Instructions to follow ▸
Wherever the word "SearchStackInfo" appears in a line of the data, that line should be copied.

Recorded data
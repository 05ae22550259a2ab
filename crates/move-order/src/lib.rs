//! Staged move ordering for alpha-beta search.
//!
//! This crate provides:
//! - [`MoveOrder`] - per-node orderer that serves the hash move, then
//!   captures, then quiets, best score first, scoring each stage lazily
//! - [`SearchParameters`] - killer and history tables shared across a search
//! - [`SearchStackInfo`] and [`ContinuationHistory`] - per-node context with
//!   optional counter-move and follow-up histories
//! - [`OrderingBoard`] - the position queries scoring depends on
//! - [`OrderingConfig`] - history and killer tuning, loadable from TOML
//!
//! # Example
//!
//! ```
//! use chess_core::{Color, Move, MoveList, Piece, Square};
//! use move_order::{MoveOrder, OrderingBoard, SearchParameters, SearchStackInfo};
//!
//! struct Quiet;
//!
//! impl OrderingBoard for Quiet {
//!     fn static_exchange(&self, _: Color, _: Move) -> i32 { 0 }
//!     fn exchange_score(&self, _: Color, _: Move) -> i32 { 0 }
//!     fn mvv_lva(&self, _: Color, _: Move) -> i32 { 0 }
//!     fn piece_on(&self, _: Color, _: Square) -> Piece { Piece::Knight }
//! }
//!
//! let mut params = SearchParameters::default();
//! let moves: MoveList = ["g1f3", "b1c3"].iter().map(|s| s.parse::<Move>().unwrap()).collect();
//! let mut order = MoveOrder::new(
//!     &Quiet,
//!     Color::White,
//!     4,
//!     false,
//!     &mut params,
//!     SearchStackInfo::new(0),
//!     Move::NULL,
//!     moves,
//! );
//!
//! let first = order.next_move();
//! // ... search `first`, which turns out to cause a cutoff ...
//! order.update_histories(first);
//! assert_eq!(params.history(Color::White, Piece::Knight, first.to()), 16);
//! ```

mod board;
pub mod config;
mod orderer;
mod params;
pub mod score;
mod stack;

pub use board::OrderingBoard;
pub use config::{ConfigError, OrderingConfig};
pub use orderer::{MoveOrder, Stage};
pub use params::{HistoryTable, SearchParameters, KILLER_SLOTS};
pub use score::ScoreList;
pub use stack::{ContinuationHistory, PieceToHistory, SearchStackInfo};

Expected output ▸
//! - [`SearchStackInfo`] and [`ContinuationHistory`] - per-node context with
//! use move_order::{MoveOrder, OrderingBoard, SearchParameters, SearchStackInfo};
//!     SearchStackInfo::new(0),
pub use stack::{ContinuationHistory, PieceToHistory, SearchStackInfo};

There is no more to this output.